Image-guided Harpoon device safe and effective for mitral valve heart repair: study

Published 11/7/17 in HealthCareBusiness Daily News

Using technology developed by the University of Maryland School of Medicine (UMSOM), a new image-guiding tool may offer fewer side effects and less invasiveness for patients, compared with open heart mitral valve surgery.

The Harpoon Mitral Valve Repair System (H-MVRS), an investigational device designed to treat degenerative mitral valve regurgitation (MR), can repair the heart while it continues to beat and has been declared safe and effective in a new study presented at the Transcatheter Cardiovascular Therapeutics (TCT 2017) symposium in Denver, with its findings published in the Journal of the American College of Cardiology.

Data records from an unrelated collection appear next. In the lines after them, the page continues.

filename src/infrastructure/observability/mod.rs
mod init_tracing;
mod prompt_sanitizer;
mod request_id;
mod tracing_config;

pub use init_tracing::init_tracing;
pub use prompt_sanitizer::sanitize_prompt;
pub use request_id::{REQUEST_ID_HEADER, request_id_middleware};
pub use tracing_config::TracingConfig;
mod environment;
mod settings;

pub use environment::Environment;
pub use settings::{
    ExtractionSettings, LlmSettings, LoggingSettings, PdfExtractionSettings, ServerSettings,
    SessionSettings, Settings,
};
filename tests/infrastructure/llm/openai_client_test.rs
use std::sync::Arc;
use std::sync::atomic::{AtomicUsize, Ordering};
use std::time::Duration;

use axum::Router;
use axum::http::{HeaderMap, StatusCode};
use axum::response::IntoResponse;
use axum::routing::post;
use tokio::net::TcpListener;
use tokio::sync::oneshot;

use concierge::application::ports::{LlmClient, LlmClientError};
use concierge::domain::{CompletionRequest, PromptMessage};
use concierge::infrastructure::llm::OpenAiClient;

const COMPLETIONS_PATH: &str = "/api/v1/chat/completions";

struct MockProvider {
    endpoint: String,
    hits: Arc<AtomicUsize>,
    shutdown: oneshot::Sender<()>,
}

async fn start_mock_provider(
    response_status: u16,
    response_body: &'static str,
    delay: Duration,
) -> MockProvider {
    let (shutdown_tx, shutdown_rx) = oneshot::channel::<()>();
    let hits = Arc::new(AtomicUsize::new(0));
    let counter = Arc::clone(&hits);

    let app = Router::new().route(
        COMPLETIONS_PATH,
        post(move |headers: HeaderMap| {
            let counter = Arc::clone(&counter);
            async move {
                counter.fetch_add(1, Ordering::SeqCst);
                tokio::time::sleep(delay).await;
                let authorized = headers
                    .get("authorization")
                    .and_then(|v| v.to_str().ok())
                    .is_some_and(|v| v == "Bearer test-key");
                if !authorized {
                    return (StatusCode::UNAUTHORIZED, "missing bearer").into_response();
                }
                let status = StatusCode::from_u16(response_status).unwrap();
                (status, response_body).into_response()
            }
        }),
    );

    let listener = TcpListener::bind("127.0.0.1:0").await.unwrap();
    let addr = listener.local_addr().unwrap();

    tokio::spawn(async move {
        axum::serve(listener, app)
            .with_graceful_shutdown(async {
                shutdown_rx.await.ok();
            })
            .await
            .ok();
    });

    MockProvider {
        endpoint: format!("http://{}{}", addr, COMPLETIONS_PATH),
        hits,
        shutdown: shutdown_tx,
    }
}

fn client(endpoint: &str, api_key: &str, timeout: Duration) -> OpenAiClient {
    OpenAiClient::new(
        endpoint,
        api_key.to_string(),
        "test-model".to_string(),
        timeout,
    )
}

fn hello_request() -> CompletionRequest {
    CompletionRequest {
        messages: vec![PromptMessage::system("be nice"), PromptMessage::user("hello")],
        temperature: 0.9,
        max_tokens: 50,
    }
}

#[tokio::test]
async fn given_chat_completion_reply_when_completing_then_returns_message_content() {
    let body = r#"{"choices":[{"message":{"role":"assistant","content":"  Hi there!  "}}]}"#;
    let provider = start_mock_provider(200, body, Duration::ZERO).await;
    let client = client(&provider.endpoint, "test-key", Duration::from_secs(5));

    let result = client.complete(&hello_request()).await;

    assert_eq!(result.unwrap(), "Hi there!");
    assert_eq!(provider.hits.load(Ordering::SeqCst), 1);
    provider.shutdown.send(()).ok();
}

#[tokio::test]
async fn given_legacy_text_reply_when_completing_then_falls_back_to_choice_text() {
    let body = r#"{"choices":[{"text":"Legacy answer"}]}"#;
    let provider = start_mock_provider(200, body, Duration::ZERO).await;
    let client = client(&provider.endpoint, "test-key", Duration::from_secs(5));

    let result = client.complete(&hello_request()).await;

    assert_eq!(result.unwrap(), "Legacy answer");
    provider.shutdown.send(()).ok();
}

#[tokio::test]
async fn given_generated_text_reply_when_completing_then_falls_back_to_generated_text() {
    let body = r#"{"generated_text":"Generated answer"}"#;
    let provider = start_mock_provider(200, body, Duration::ZERO).await;
    let client = client(&provider.endpoint, "test-key", Duration::from_secs(5));

    let result = client.complete(&hello_request()).await;

    assert_eq!(result.unwrap(), "Generated answer");
    provider.shutdown.send(()).ok();
}

#[tokio::test]
async fn given_server_error_when_completing_then_returns_provider_error_with_message() {
    let body = r#"{"error":{"message":"upstream exploded","code":500}}"#;
    let provider = start_mock_provider(500, body, Duration::ZERO).await;
    let client = client(&provider.endpoint, "test-key", Duration::from_secs(5));

    let result = client.complete(&hello_request()).await;

    match result {
        Err(LlmClientError::ProviderError { status, message }) => {
            assert_eq!(status, 500);
            assert_eq!(message.as_deref(), Some("upstream exploded"));
        }
        other => panic!("expected provider error, got {other:?}"),
    }
    provider.shutdown.send(()).ok();
}

#[tokio::test]
async fn given_rejected_credential_when_completing_then_returns_authentication_failed() {
    let provider = start_mock_provider(200, "{}", Duration::ZERO).await;
    let client = client(&provider.endpoint, "wrong-key", Duration::from_secs(5));

    let result = client.complete(&hello_request()).await;

    assert!(matches!(
        result,
        Err(LlmClientError::AuthenticationFailed { status: 401 })
    ));
    provider.shutdown.send(()).ok();
}

#[tokio::test]
async fn given_non_json_reply_when_completing_then_returns_malformed_response() {
    let provider = start_mock_provider(200, "<html>oops</html>", Duration::ZERO).await;
    let client = client(&provider.endpoint, "test-key", Duration::from_secs(5));

    let result = client.complete(&hello_request()).await;

    assert!(matches!(result, Err(LlmClientError::MalformedResponse(_))));
    provider.shutdown.send(()).ok();
}

#[tokio::test]
async fn given_reply_without_content_when_completing_then_returns_malformed_response() {
    let provider = start_mock_provider(200, r#"{"choices":[]}"#, Duration::ZERO).await;
    let client = client(&provider.endpoint, "test-key", Duration::from_secs(5));

    let result = client.complete(&hello_request()).await;

    assert!(matches!(result, Err(LlmClientError::MalformedResponse(_))));
    provider.shutdown.send(()).ok();
}

#[tokio::test]
async fn given_slow_provider_when_completing_then_returns_timeout() {
    let body = r#"{"choices":[{"message":{"content":"too late"}}]}"#;
    let provider = start_mock_provider(200, body, Duration::from_secs(2)).await;
    let client = client(&provider.endpoint, "test-key", Duration::from_millis(200));

    let result = client.complete(&hello_request()).await;

    assert!(matches!(result, Err(LlmClientError::ProviderTimeout(_))));
    provider.shutdown.send(()).ok();
}

#[tokio::test]
async fn given_missing_credential_when_completing_then_no_request_is_sent() {
    let provider = start_mock_provider(200, "{}", Duration::ZERO).await;
    let client = client(&provider.endpoint, "   ", Duration::from_secs(5));

    let result = client.complete(&hello_request()).await;

    assert!(matches!(result, Err(LlmClientError::MissingCredential)));
    assert!(!client.has_credential());
    assert_eq!(provider.hits.load(Ordering::SeqCst), 0);
    provider.shutdown.send(()).ok();
}

#[tokio::test]
async fn given_blank_prompt_when_completing_then_returns_empty_prompt_without_request() {
    let provider = start_mock_provider(200, "{}", Duration::ZERO).await;
    let client = client(&provider.endpoint, "test-key", Duration::from_secs(5));
    let request = CompletionRequest {
        messages: vec![PromptMessage::user("   ")],
        temperature: 0.9,
        max_tokens: 50,
    };

    let result = client.complete(&request).await;

    assert!(matches!(result, Err(LlmClientError::EmptyPrompt)));
    assert_eq!(provider.hits.load(Ordering::SeqCst), 0);
    provider.shutdown.send(()).ok();
}

#[tokio::test]
async fn given_unreachable_provider_when_completing_then_reports_provider_unavailable() {
    let listener = std::net::TcpListener::bind("127.0.0.1:0").unwrap();
    let endpoint = format!("http://{}{}", listener.local_addr().unwrap(), COMPLETIONS_PATH);
    drop(listener);
    let client = client(&endpoint, "test-key", Duration::from_secs(5));

    let result = client.complete(&hello_request()).await;

    assert_eq!(result.unwrap_err().kind(), "ProviderUnavailable");
}
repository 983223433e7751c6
use async_trait::async_trait;

use crate::domain::UploadedDocument;

#[async_trait]
pub trait FileLoader: Send + Sync {
    /// Returns the document's plain text. An empty string is a valid result for a
    /// document without a text layer.
    async fn extract_text(&self, document: &UploadedDocument) -> Result<String, FileLoaderError>;

    /// Whether PDF documents can be parsed by this loader.
    fn supports_pdf(&self) -> bool {
        false
    }
}

#[derive(Debug, thiserror::Error)]
pub enum FileLoaderError {
    #[error("unsupported format: {0}")]
    UnsupportedFormat(String),
    #[error("extraction failed: {0}")]
    ExtractionFailed(String),
}
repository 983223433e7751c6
mod settings_test;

“The Harpoon device was found to be remarkably safe and effective,” Dr. James S. Gammie, a chief of cardiac surgery at the University of Maryland Medical Center and the principal investigator and inventor of the H-MVRS, said in a statement. “The device allowed the surgeons to precisely and effectively reduce the degree of mitral regurgitation without using an open-heart procedure. There were no deaths. Only one patient needed a blood transfusion, and there were no strokes, no need for pacemakers, no readmission to the ICU and no reintubations.”

The H-MVRS is inserted into the beating heart through a small opening within the ribs and uses echocardiographic imaging to find the surface of the defective mitral flaps. A surgeon then actuates the device and a specially designed needle creates a tiny hole and weaves artificial cords made of expanded polytetrafluoroethylene (ePTFE) through it to replace natural cords that have been broken or stretched, which cuts the connection between the flaps and muscles of the heart that enables closing of the mitral valve.

Once the needle is withdrawn, the cord is then tightened to form a double helical knot to hold it in place with the sequence repeated for the necessary number of knots, which is usually four to six. The other end of the cord is adjusted for optimum length and tied to the outside layer of the heart, the epicardium.

The study, sponsored by H-MVRS manufacturer Harpoon Medical, Inc., consisted of thirty patients with mitral valve regurgitation (MR) at six clinical centers in Europe, with the aim being to confirm if the device met European health and safety requirements. Twenty-seven patients met the primary target while three were switched to conventional open-heart mitral surgery. Two of these three cases involved poor imaging which prevented accurate placement of the tool.

A six-month follow-up showed 85 percent of patients treated with H-MVRS experienced mild or less MR, attributed to restoration of normal valve function and improvement in the ability of the heart to pump blood. Procedural operation time with the device was approximately half that of conventional mitral valve repair.

Gammie believes the system could potentially be applied for treatment beyond MR. “We think it may have a role in other types of heart valve problems,” he told HCB News.

The device was previously tested in Poland with U.S. testing set to begin in 2018. H-MVRS is not yet FDA approved.